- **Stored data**

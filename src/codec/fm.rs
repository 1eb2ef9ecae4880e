/*
    fluxcodec
    https://github.com/dbalsom/fluxcodec

    Copyright 2024-2025 Daniel Balsom

    Permission is hereby granted, free of charge, to any person obtaining a
    copy of this software and associated documentation files (the “Software”),
    to deal in the Software without restriction, including without limitation
    the rights to use, copy, modify, merge, publish, distribute, sublicense,
    and/or sell copies of the Software, and to permit persons to whom the
    Software is furnished to do so, subject to the following conditions:

    The above copyright notice and this permission notice shall be included in
    all copies or substantial portions of the Software.

    THE SOFTWARE IS PROVIDED “AS IS”, WITHOUT WARRANTY OF ANY KIND, EXPRESS OR
    IMPLIED, INCLUDING BUT NOT LIMITED TO THE WARRANTIES OF MERCHANTABILITY,
    FITNESS FOR A PARTICULAR PURPOSE AND NONINFRINGEMENT. IN NO EVENT SHALL THE
    AUTHORS OR COPYRIGHT HOLDERS BE LIABLE FOR ANY CLAIM, DAMAGES OR OTHER
    LIABILITY, WHETHER IN AN ACTION OF CONTRACT, TORT OR OTHERWISE, ARISING
    FROM, OUT OF OR IN CONNECTION WITH THE SOFTWARE OR THE USE OR OTHER
    DEALINGS IN THE SOFTWARE.

    --------------------------------------------------------------------------

    src/codec/fm.rs

    FM (single density) bit-pair codec.
*/

use crate::codec::{push_word16, DecodedByte, SchemeCodec};
use bit_vec::BitVec;

pub const FM_BYTE_LEN: usize = 16;

/// Standard data clocking: every cell carries a clock pulse.
pub const FM_DATA_CLOCK: u8 = 0xFF;
/// Missing-clock pattern used by IBM 3740 / Tandy address marks.
pub const FM_MARKER_CLOCK: u8 = 0xC7;

/// Interleave a data byte with a clock byte into a 16-cell FM word,
/// clock cell first.
pub fn encode_fm_word(data: u8, clock: u8) -> u16 {
    let mut word: u16 = 0;
    for i in (0..8).rev() {
        word = (word << 1) | ((clock >> i) & 1) as u16;
        word = (word << 1) | ((data >> i) & 1) as u16;
    }
    word
}

/// Split a 16-cell FM word back into a data byte. Any clock position observed
/// as 0 is a decode error.
pub fn decode_fm_word(word: u16) -> DecodedByte {
    let mut value: u8 = 0;
    let mut error = false;
    for k in 0..8 {
        let clock = (word >> (15 - k * 2)) & 1;
        let data = (word >> (14 - k * 2)) & 1;
        if clock == 0 {
            error = true;
        }
        value = (value << 1) | data as u8;
    }
    if error {
        DecodedByte::bad(value)
    }
    else {
        DecodedByte::ok(value)
    }
}

/// FM codec. FM is stateless across byte boundaries: the clock cell is
/// always 1, the data cell is the source bit.
#[derive(Clone, Debug, Default)]
pub struct FmCodec {
    shift_reg: u16,
    cell_ct: usize,
}

impl FmCodec {
    pub fn new() -> Self {
        Default::default()
    }
}

impl SchemeCodec for FmCodec {
    fn reset(&mut self) {
        self.shift_reg = 0;
        self.cell_ct = 0;
    }

    fn encode_byte(&mut self, byte: u8, sink: &mut BitVec) {
        push_word16(sink, encode_fm_word(byte, FM_DATA_CLOCK));
    }

    fn encode_mark(&mut self, byte: u8, sink: &mut BitVec) {
        push_word16(sink, encode_fm_word(byte, FM_MARKER_CLOCK));
    }

    fn decode_cell(&mut self, cell: bool) -> Option<DecodedByte> {
        self.shift_reg = (self.shift_reg << 1) | cell as u16;
        self.cell_ct += 1;
        if self.cell_ct < FM_BYTE_LEN {
            return None;
        }
        self.cell_ct = 0;
        Some(decode_fm_word(self.shift_reg))
    }

    fn align(&mut self) {
        self.cell_ct = 0;
    }
}
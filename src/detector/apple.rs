/*
    fluxcodec
    https://github.com/dbalsom/fluxcodec

    Copyright 2024-2025 Daniel Balsom

    Permission is hereby granted, free of charge, to any person obtaining a
    copy of this software and associated documentation files (the “Software”),
    to deal in the Software without restriction, including without limitation
    the rights to use, copy, modify, merge, publish, distribute, sublicense,
    and/or sell copies of the Software, and to permit persons to whom the
    Software is furnished to do so, subject to the following conditions:

    The above copyright notice and this permission notice shall be included in
    all copies or substantial portions of the Software.

    THE SOFTWARE IS PROVIDED “AS IS”, WITHOUT WARRANTY OF ANY KIND, EXPRESS OR
    IMPLIED, INCLUDING BUT NOT LIMITED TO THE WARRANTIES OF MERCHANTABILITY,
    FITNESS FOR A PARTICULAR PURPOSE AND NONINFRINGEMENT. IN NO EVENT SHALL THE
    AUTHORS OR COPYRIGHT HOLDERS BE LIABLE FOR ANY CLAIM, DAMAGES OR OTHER
    LIABILITY, WHETHER IN AN ACTION OF CONTRACT, TORT OR OTHERWISE, ARISING
    FROM, OUT OF OR IN CONNECTION WITH THE SOFTWARE OR THE USE OR OTHER
    DEALINGS IN THE SOFTWARE.

    --------------------------------------------------------------------------

    src/detector/apple.rs

    Apple GCR prologue detector (6&2 and 5&3 variants).
*/

//! Apple tracks frame bytes on the high bit: the drive shifts cells until the
//! accumulator's MSB is set, at which point it holds a complete "disk byte".
//! The detector reproduces that framing, then walks the prologue FSM over the
//! framed bytes.

use crate::{
    codec::gcr_apple::AppleGcrVariant,
    detector::{SyncDetector, SyncEvent},
    types::{AddressMarkType, EncodingMode},
    SYNC_HUNT_TIMEOUT_BYTES,
};

pub const APPLE_PROLOGUE_1: u8 = 0xD5;
pub const APPLE_PROLOGUE_2: u8 = 0xAA;
/// Third prologue byte of an address field, DOS 3.3 (6&2).
pub const APPLE6_ADDRESS_3: u8 = 0x96;
/// Third prologue byte of an address field, DOS 3.2 (5&3).
pub const APPLE5_ADDRESS_3: u8 = 0xB5;
/// Third prologue byte of a data field, both variants.
pub const APPLE_DATA_3: u8 = 0xAD;

#[derive(Copy, Clone, Debug, Default, Eq, PartialEq)]
enum PrologueState {
    #[default]
    Idle,
    Sync1,
    Sync2,
}

#[derive(Clone, Debug)]
pub struct AppleSyncDetector {
    variant: AppleGcrVariant,
    state: PrologueState,
    shift_reg: u8,
    nibble_ct: usize,
}

impl AppleSyncDetector {
    pub fn new(variant: AppleGcrVariant) -> Self {
        AppleSyncDetector {
            variant,
            state: PrologueState::Idle,
            shift_reg: 0,
            nibble_ct: 0,
        }
    }

    fn address_3(&self) -> u8 {
        match self.variant {
            AppleGcrVariant::Gcr62 => APPLE6_ADDRESS_3,
            AppleGcrVariant::Gcr53 => APPLE5_ADDRESS_3,
        }
    }

    /// Advance the prologue FSM by one framed disk byte.
    fn on_nibble(&mut self, nibble: u8) -> Option<SyncEvent> {
        self.nibble_ct += 1;
        if self.state != PrologueState::Idle && self.nibble_ct > SYNC_HUNT_TIMEOUT_BYTES {
            log::trace!("apple {:?}: prologue hunt timeout", self.variant);
            self.state = PrologueState::Idle;
        }

        match (self.state, nibble) {
            (_, APPLE_PROLOGUE_1) => {
                self.state = PrologueState::Sync1;
                self.nibble_ct = 0;
                None
            }
            (PrologueState::Sync1, APPLE_PROLOGUE_2) => {
                self.state = PrologueState::Sync2;
                None
            }
            (PrologueState::Sync2, byte) if byte == self.address_3() => {
                self.state = PrologueState::Idle;
                Some(SyncEvent::new(self.mode(), Some(AddressMarkType::Id)))
            }
            (PrologueState::Sync2, APPLE_DATA_3) => {
                self.state = PrologueState::Idle;
                Some(SyncEvent::new(self.mode(), Some(AddressMarkType::Data)))
            }
            _ => {
                self.state = PrologueState::Idle;
                None
            }
        }
    }
}

impl SyncDetector for AppleSyncDetector {
    fn mode(&self) -> EncodingMode {
        self.variant.mode()
    }

    fn reset(&mut self) {
        self.state = PrologueState::Idle;
        self.shift_reg = 0;
        self.nibble_ct = 0;
    }

    fn step(&mut self, cell: bool) -> Option<SyncEvent> {
        self.shift_reg = (self.shift_reg << 1) | cell as u8;
        if self.shift_reg & 0x80 == 0 {
            return None;
        }
        let nibble = self.shift_reg;
        self.shift_reg = 0;
        self.on_nibble(nibble)
    }
}
/*
    fluxcodec
    https://github.com/dbalsom/fluxcodec

    Copyright 2024-2025 Daniel Balsom

    Permission is hereby granted, free of charge, to any person obtaining a
    copy of this software and associated documentation files (the “Software”),
    to deal in the Software without restriction, including without limitation
    the rights to use, copy, modify, merge, publish, distribute, sublicense,
    and/or sell copies of the Software, and to permit persons to whom the
    Software is furnished to do so, subject to the following conditions:

    The above copyright notice and this permission notice shall be included in
    all copies or substantial portions of the Software.

    THE SOFTWARE IS PROVIDED “AS IS”, WITHOUT WARRANTY OF ANY KIND, EXPRESS OR
    IMPLIED, INCLUDING BUT NOT LIMITED TO THE WARRANTIES OF MERCHANTABILITY,
    FITNESS FOR A PARTICULAR PURPOSE AND NONINFRINGEMENT. IN NO EVENT SHALL THE
    AUTHORS OR COPYRIGHT HOLDERS BE LIABLE FOR ANY CLAIM, DAMAGES OR OTHER
    LIABILITY, WHETHER IN AN ACTION OF CONTRACT, TORT OR OTHERWISE, ARISING
    FROM, OUT OF OR IN CONNECTION WITH THE SOFTWARE OR THE USE OR OTHER
    DEALINGS IN THE SOFTWARE.

    --------------------------------------------------------------------------

    tests/detectors.rs

    Detector behavior through the full channel: parallel visibility,
    classification and decode alignment.
*/

mod common;

use common::{init, push_raw_byte, run_channel};
use bit_vec::BitVec;
use fluxcodec::{
    codec::{gcr_cbm::CbmGcrCodec, m2fm::M2fmCodec, SchemeCodec},
    prelude::*,
};

#[test]
fn cbm_track_detects_and_decodes() {
    init();
    let mut channel = DecodeChannel::new(ChannelConfig {
        initial_mode: EncodingMode::GcrCbm,
        auto_detect: true,
    });

    let mut codec = CbmGcrCodec::new();
    let mut cells = BitVec::new();
    // Header: sync run, block id 0x08, then header payload bytes.
    for _ in 0..20 {
        cells.push(true);
    }
    codec.encode_byte(0x08, &mut cells);
    for byte in [0x10, 0x02, 0x11, 0x30] {
        codec.encode_byte(byte, &mut cells);
    }

    let ticks = run_channel(&mut channel, &cells);
    let marks: Vec<AddressMark> = ticks.iter().filter_map(|t| t.am).collect();
    assert_eq!(
        marks,
        vec![AddressMark {
            mark: AddressMarkType::Id,
            mode: EncodingMode::GcrCbm,
        }]
    );

    // The sync event re-aligned the codec, so the payload decodes cleanly.
    let bytes: Vec<u8> = ticks
        .iter()
        .filter_map(|t| t.rx)
        .filter(|b| !b.error)
        .map(|b| b.value)
        .collect();
    assert!(bytes.ends_with(&[0x10, 0x02, 0x11, 0x30]));
}

#[test]
fn m2fm_sync_classifies_data_mark() {
    init();
    let mut channel = DecodeChannel::new(ChannelConfig {
        initial_mode: EncodingMode::M2fm,
        auto_detect: true,
    });

    let mut codec = M2fmCodec::new();
    let mut cells = BitVec::new();
    for _ in 0..6 {
        codec.encode_byte(0x00, &mut cells);
    }
    codec.encode_mark(0xFC, &mut cells);
    codec.encode_byte(0x0B, &mut cells);

    let ticks = run_channel(&mut channel, &cells);
    let marks: Vec<AddressMark> = ticks.iter().filter_map(|t| t.am).collect();
    assert_eq!(
        marks,
        vec![AddressMark {
            mark: AddressMarkType::Data,
            mode: EncodingMode::M2fm,
        }]
    );
}

#[test]
fn deselected_detectors_stay_live() {
    init();
    // Channel manually parked on FM, but an Apple prologue must still be
    // observed and reported - detection never depends on the selected mode.
    let mut channel = DecodeChannel::new(ChannelConfig {
        initial_mode: EncodingMode::Fm,
        auto_detect: false,
    });

    let mut cells = BitVec::new();
    for byte in [0xFF, 0xFF, 0xD5, 0xAA, 0xAD] {
        push_raw_byte(&mut cells, byte);
    }
    let ticks = run_channel(&mut channel, &cells);
    let marks: Vec<AddressMark> = ticks.iter().filter_map(|t| t.am).collect();
    assert_eq!(
        marks,
        vec![AddressMark {
            mark: AddressMarkType::Data,
            mode: EncodingMode::GcrApple6,
        }]
    );
    assert_eq!(channel.mode(), EncodingMode::Fm);
}

#[test]
fn apple_variants_resolve_by_priority() {
    init();
    // The data prologue D5 AA AD matches both Apple detectors on the same
    // sample; arbitration must pick 6&2.
    let mut channel = DecodeChannel::new(ChannelConfig::default());
    let mut cells = BitVec::new();
    for byte in [0xD5, 0xAA, 0xAD] {
        push_raw_byte(&mut cells, byte);
    }
    let ticks = run_channel(&mut channel, &cells);
    let marks: Vec<AddressMark> = ticks.iter().filter_map(|t| t.am).collect();
    assert_eq!(
        marks,
        vec![AddressMark {
            mark: AddressMarkType::Data,
            mode: EncodingMode::GcrApple6,
        }]
    );
}

#[test]
fn channel_reset_restores_initial_state() {
    init();
    let mut channel = DecodeChannel::new(ChannelConfig::default());
    let mut cells = BitVec::new();
    for byte in [0xD5, 0xAA, 0x96, 0xD5, 0xAA, 0x96, 0xD5, 0xAA, 0x96] {
        push_raw_byte(&mut cells, byte);
    }
    run_channel(&mut channel, &cells);
    assert!(channel.detection_state().locked);
    assert_eq!(channel.mode(), EncodingMode::GcrApple6);

    channel.reset();
    assert!(!channel.detection_state().locked);
    assert_eq!(channel.detection_state().match_count, 0);
    assert_eq!(channel.mode(), EncodingMode::Mfm);
}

- **PROBLEM DETAILS**
For every line in the data above that has the string "then", return that line.

- **RESULT FOR THIS EXERCISE**
//! The detector reproduces that framing, then walks the prologue FSM over the
    // Header: sync run, block id 0x08, then header payload bytes.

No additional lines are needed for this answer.